Obligations of the married

 

  • To observe, in a spirit of submission to Our Lord, the laws of marriage toward the goal of having a large family. To renounce absolutely all positive action toward the goal of not having children.
  • To make of the family home a sanctuary consecrated to the Hearts of Jesus and Mary where evening prayers and, if possible, the Holy Rosary are recited in the family. Liturgical life should be paramount on Sundays and feast days. Avoid everything that could harm the souls of children; television, unclean magazines.
  • To choose truly good and traditional schools and to contribute to their establishment.
  • To be prudent in the choice of leisure activities and of vacation spots.

Professional and social duties

 

  • To follow the example of the Holy Family and to pursue the duties of justice and charity, whether one be an employer or an employee.
  • To promote and defend the social reign of Our Lord Jesus Christ, and to combat Liberalism and Modernism, scourges of modern times which are delivering the Church to her enemies.

Organization

The priest in charge of the Third Order in the district receives enrollments, names his assistants, and calls meeting of his council and general meetings to encourage members to remain active and vigilant in the work of their sanctification and that of others.
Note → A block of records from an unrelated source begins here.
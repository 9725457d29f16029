//! Configuration and settings management
//!
//! Loads settings from configuration files and environment variables and
//! defines the per-chat setting keys together with their defaults.

use config::{Config, ConfigError, Environment, File};
use serde::{Deserialize, Serialize};
use std::collections::HashSet;
use std::fmt;
use std::str::FromStr;
use std::time::Duration;

/// Chat setting key: antispam on/off
pub const SETTINGS_ANTISPAM_ENABLED_KEY: &str = "AntiSpam";
/// Default value of [`SETTINGS_ANTISPAM_ENABLED_KEY`]
pub const SETTINGS_ANTISPAM_ENABLED_DEFAULT: &str = "on";
/// Chat setting key: global trigger probability
pub const SETTINGS_TRIGGER_PROBABILITY_KEY: &str = "TriggerChance";
/// Default value of [`SETTINGS_TRIGGER_PROBABILITY_KEY`]
pub const SETTINGS_TRIGGER_PROBABILITY_DEFAULT: &str = "0.02";

/// Maximum number of attempts for Telegram API calls
pub const TELEGRAM_API_MAX_RETRIES: usize = 3;
/// Initial backoff between Telegram API retries (milliseconds)
pub const TELEGRAM_API_INITIAL_BACKOFF_MS: u64 = 200;
/// Upper bound for the backoff between Telegram API retries (milliseconds)
pub const TELEGRAM_API_MAX_BACKOFF_MS: u64 = 2_000;

/// Inclusive range of counts, written as `1..10` or `[1..10]` in config files.
#[derive(Debug, Clone, Copy, PartialEq, Eq, Deserialize, Serialize)]
#[serde(try_from = "String", into = "String")]
pub struct CountRange {
    /// Lower bound (inclusive)
    pub min: usize,
    /// Upper bound (inclusive)
    pub max: usize,
}

impl CountRange {
    /// Creates a new range
    #[must_use]
    pub const fn new(min: usize, max: usize) -> Self {
        Self { min, max }
    }

    /// Returns `true` if `value` lies inside the range
    #[must_use]
    pub const fn contains(&self, value: usize) -> bool {
        self.min <= value && value <= self.max
    }
}

impl FromStr for CountRange {
    type Err = String;

    fn from_str(s: &str) -> Result<Self, Self::Err> {
        let trimmed = s.trim().trim_start_matches('[').trim_end_matches(']');
        let (min, max) = trimmed
            .split_once("..")
            .ok_or_else(|| format!("invalid range '{s}', expected 'min..max'"))?;
        let min = min
            .trim()
            .parse::<usize>()
            .map_err(|e| format!("invalid range start in '{s}': {e}"))?;
        let max = max
            .trim()
            .parse::<usize>()
            .map_err(|e| format!("invalid range end in '{s}': {e}"))?;
        if min > max {
            return Err(format!("invalid range '{s}': start is greater than end"));
        }
        Ok(Self { min, max })
    }
}

impl TryFrom<String> for CountRange {
    type Error = String;

    fn try_from(value: String) -> Result<Self, Self::Error> {
        value.parse()
    }
}

impl From<CountRange> for String {
    fn from(range: CountRange) -> Self {
        range.to_string()
    }
}

impl fmt::Display for CountRange {
    fn fmt(&self, f: &mut fmt::Formatter<'_>) -> fmt::Result {
        write!(f, "{}..{}", self.min, self.max)
    }
}

/// Antispam tuning
#[derive(Debug, Deserialize, Serialize, Clone, PartialEq, Eq)]
pub struct AntiSpamSettings {
    /// Length of the trailing window in milliseconds
    #[serde(default = "default_antispam_window_ms")]
    pub window_ms: u64,
    /// Number of messages allowed inside the window
    #[serde(default = "default_antispam_message_threshold")]
    pub message_threshold: usize,
    /// How long a timeout lasts, in seconds
    #[serde(default = "default_antispam_timeout_secs")]
    pub timeout_secs: u64,
}

impl Default for AntiSpamSettings {
    fn default() -> Self {
        Self {
            window_ms: default_antispam_window_ms(),
            message_threshold: default_antispam_message_threshold(),
            timeout_secs: default_antispam_timeout_secs(),
        }
    }
}

impl AntiSpamSettings {
    /// Window length as a [`Duration`]
    #[must_use]
    pub const fn window(&self) -> Duration {
        Duration::from_millis(self.window_ms)
    }

    /// Timeout length as a [`Duration`]
    #[must_use]
    pub const fn timeout(&self) -> Duration {
        Duration::from_secs(self.timeout_secs)
    }
}

/// Longest accepted antispam window (one day)
pub const ANTISPAM_MAX_WINDOW_MS: u64 = 24 * 60 * 60 * 1_000;
/// Longest accepted timeout (one year)
pub const ANTISPAM_MAX_TIMEOUT_SECS: u64 = 365 * 24 * 60 * 60;

impl AntiSpamSettings {
    /// Checks that every value lies in its supported range
    ///
    /// # Errors
    ///
    /// Returns a `ConfigError` naming the offending key.
    pub fn validate(&self) -> Result<(), ConfigError> {
        if !(1..=ANTISPAM_MAX_WINDOW_MS).contains(&self.window_ms) {
            return Err(ConfigError::Message(format!(
                "antispam.window_ms must be between 1 and {ANTISPAM_MAX_WINDOW_MS}, got {}",
                self.window_ms
            )));
        }
        if !(1..=ANTISPAM_MAX_TIMEOUT_SECS).contains(&self.timeout_secs) {
            return Err(ConfigError::Message(format!(
                "antispam.timeout_secs must be between 1 and {ANTISPAM_MAX_TIMEOUT_SECS}, got {}",
                self.timeout_secs
            )));
        }
        Ok(())
    }
}

const fn default_antispam_window_ms() -> u64 {
    1_000
}

const fn default_antispam_message_threshold() -> usize {
    5
}

const fn default_antispam_timeout_secs() -> u64 {
    30
}

/// Application settings loaded from config files and environment variables
#[derive(Debug, Deserialize, Serialize, Clone)]
pub struct Settings {
    /// Telegram Bot API token
    pub telegram_token: String,

    /// SQL connection URL
    #[serde(default = "default_database_url")]
    pub database_url: String,

    /// Port of the Prometheus metrics endpoint
    #[serde(default = "default_stats_port")]
    pub stats_port: u16,

    /// Comma-separated list of usernames allowed to run admin commands anywhere
    #[serde(rename = "admin_usernames", default)]
    pub admin_usernames_str: Option<String>,

    /// Messages with a word count outside this range never trigger a response
    #[serde(default = "default_word_count_range")]
    pub word_count_range: CountRange,

    /// Messages with a length outside this range never trigger a response
    #[serde(default = "default_message_length_range")]
    pub message_length_range: CountRange,

    /// Antispam tuning
    #[serde(default)]
    pub antispam: AntiSpamSettings,
}

fn default_database_url() -> String {
    "sqlite://deinemudda.db".to_string()
}

const fn default_stats_port() -> u16 {
    8000
}

const fn default_word_count_range() -> CountRange {
    CountRange::new(1, 10)
}

const fn default_message_length_range() -> CountRange {
    CountRange::new(1, 300)
}

/// Builds the layered configuration source.
///
/// # Errors
///
/// Returns a `ConfigError` if a present config file cannot be parsed.
pub fn build_config() -> Result<Config, ConfigError> {
    Config::builder()
        .add_source(File::with_name("config/default").required(false))
        .add_source(File::with_name("config/deinemudda").required(false))
        // Not checked into git
        .add_source(File::with_name("config/local").required(false))
        // Eg. `DEINEMUDDA__ANTISPAM__TIMEOUT_SECS=60`
        .add_source(Environment::with_prefix("DEINEMUDDA").separator("__"))
        // Plain `TELEGRAM_TOKEN`, `DATABASE_URL`, ...
        .add_source(Environment::default().ignore_empty(true))
        .build()
}

impl Settings {
    /// Create new settings by loading from files and environment
    ///
    /// # Errors
    ///
    /// Returns a `ConfigError` if loading fails or the token is missing.
    pub fn new() -> Result<Self, ConfigError> {
        let settings: Self = build_config()?.try_deserialize()?;
        if settings.telegram_token.trim().is_empty() {
            return Err(ConfigError::Message("telegram_token is empty".into()));
        }
        settings.antispam.validate()?;
        Ok(settings)
    }

    /// Returns the lower-cased admin usernames, without a leading `@`
    #[must_use]
    pub fn admin_usernames(&self) -> HashSet<String> {
        self.admin_usernames_str
            .as_ref()
            .map(|s| {
                s.split(|c: char| c == ',' || c == ';' || c.is_whitespace())
                    .map(|token| token.trim_start_matches('@'))
                    .filter(|token| !token.is_empty())
                    .map(str::to_lowercase)
                    .collect()
            })
            .unwrap_or_default()
    }

    /// Returns `true` if `username` is a configured admin
    #[must_use]
    pub fn is_admin_username(&self, username: &str) -> bool {
        self.admin_usernames()
            .contains(&username.trim_start_matches('@').to_lowercase())
    }

    /// Whether a message is eligible for an automatic response
    #[must_use]
    pub fn accepts_message(&self, text: &str) -> bool {
        let words = text.split_whitespace().count();
        let length = text.chars().count();
        self.word_count_range.contains(words) && self.message_length_range.contains(length)
    }

    /// Renders the effective configuration as YAML with secrets masked
    ///
    /// # Errors
    ///
    /// Returns an error if serialization fails.
    pub fn to_redacted_yaml(&self) -> Result<String, serde_yaml::Error> {
        let mut redacted = self.clone();
        redacted.telegram_token = mask_secret(&self.telegram_token);
        redacted.database_url = crate::logging::redact_url_password(&self.database_url);
        serde_yaml::to_string(&redacted)
    }
}

fn mask_secret(secret: &str) -> String {
    match secret.split_once(':') {
        Some((bot_id, _)) => format!("{bot_id}:[MASKED]"),
        None => "[MASKED]".to_string(),
    }
}

#[cfg(test)]
mod tests {
    use super::*;
    use std::env;

    fn settings() -> Settings {
        Settings {
            telegram_token: "123456:ABC-DEF1234ghIkl-zyx57W2v1u123ew11".to_string(),
            database_url: default_database_url(),
            stats_port: default_stats_port(),
            admin_usernames_str: None,
            word_count_range: default_word_count_range(),
            message_length_range: default_message_length_range(),
            antispam: AntiSpamSettings::default(),
        }
    }

    #[test]
    fn test_count_range_parsing() {
        assert_eq!("[1..10]".parse::<CountRange>(), Ok(CountRange::new(1, 10)));
        assert_eq!("2..5".parse::<CountRange>(), Ok(CountRange::new(2, 5)));
        assert_eq!(" 3 .. 3 ".parse::<CountRange>(), Ok(CountRange::new(3, 3)));
        assert!("10..1".parse::<CountRange>().is_err());
        assert!("ten".parse::<CountRange>().is_err());
        assert_eq!(CountRange::new(1, 10).to_string(), "1..10");
    }

    #[test]
    fn test_admin_usernames_parsing() {
        let mut settings = settings();
        settings.admin_usernames_str = Some("@Markus, alice;bob  carol".to_string());

        let admins = settings.admin_usernames();
        assert_eq!(admins.len(), 4);
        assert!(admins.contains("markus"));
        assert!(settings.is_admin_username("@ALICE"));
        assert!(!settings.is_admin_username("mallory"));
    }

    #[test]
    fn test_accepts_message_ranges() {
        let settings = settings();
        assert!(settings.accepts_message("wer war das?"));
        assert!(!settings.accepts_message(""));
        assert!(!settings.accepts_message("eins zwei drei vier fünf sechs sieben acht neun zehn elf"));
    }

    #[test]
    fn test_antispam_ranges_are_validated() {
        assert!(AntiSpamSettings::default().validate().is_ok());

        let huge_window = AntiSpamSettings {
            window_ms: u64::MAX,
            ..AntiSpamSettings::default()
        };
        assert!(huge_window.validate().is_err());

        let no_timeout = AntiSpamSettings {
            timeout_secs: 0,
            ..AntiSpamSettings::default()
        };
        assert!(no_timeout.validate().is_err());

        let huge_timeout = AntiSpamSettings {
            timeout_secs: ANTISPAM_MAX_TIMEOUT_SECS + 1,
            ..AntiSpamSettings::default()
        };
        assert!(huge_timeout.validate().is_err());
    }

    #[test]
    fn test_redacted_yaml_hides_token() -> Result<(), Box<dyn std::error::Error>> {
        let yaml = settings().to_redacted_yaml()?;
        assert!(yaml.contains("123456:[MASKED]"));
        assert!(!yaml.contains("ABC-DEF1234ghIkl"));
        assert!(yaml.contains("1..10"));
        Ok(())
    }

    #[test]
    fn test_config_env_loading() -> Result<(), Box<dyn std::error::Error>> {
        env::set_var("DEINEMUDDA__TELEGRAM_TOKEN", "dummy_token");
        env::set_var("DEINEMUDDA__ANTISPAM__TIMEOUT_SECS", "45");
        env::set_var("DEINEMUDDA__WORD_COUNT_RANGE", "[2..4]");

        let settings = Settings::new()?;
        assert_eq!(settings.telegram_token, "dummy_token");
        assert_eq!(settings.antispam.timeout_secs, 45);
        assert_eq!(settings.antispam.message_threshold, 5);
        assert_eq!(settings.word_count_range, CountRange::new(2, 4));

        env::remove_var("DEINEMUDDA__TELEGRAM_TOKEN");
        env::remove_var("DEINEMUDDA__ANTISPAM__TIMEOUT_SECS");
        env::remove_var("DEINEMUDDA__WORD_COUNT_RANGE");
        Ok(())
    }
}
He will set up libraries with a librarian charged with lending books to postulants and to members.

He will publish a bulletin keeping tertiaries in touch with one another, sharing addresses, information, and the hours of meetings, religious ceremonies, days of recollection, pilgrimages, ordinations, religious professions, etc.

At meetings a collection will be taken up for the needs of the Third Order. A treasurer in charge will keep the accounts and will report them at meetings of the Council. The Council of the Third Order will decide how to use the resources at its disposal: internal expenses, help to a seminary, a school, the sick, retreat work, etc.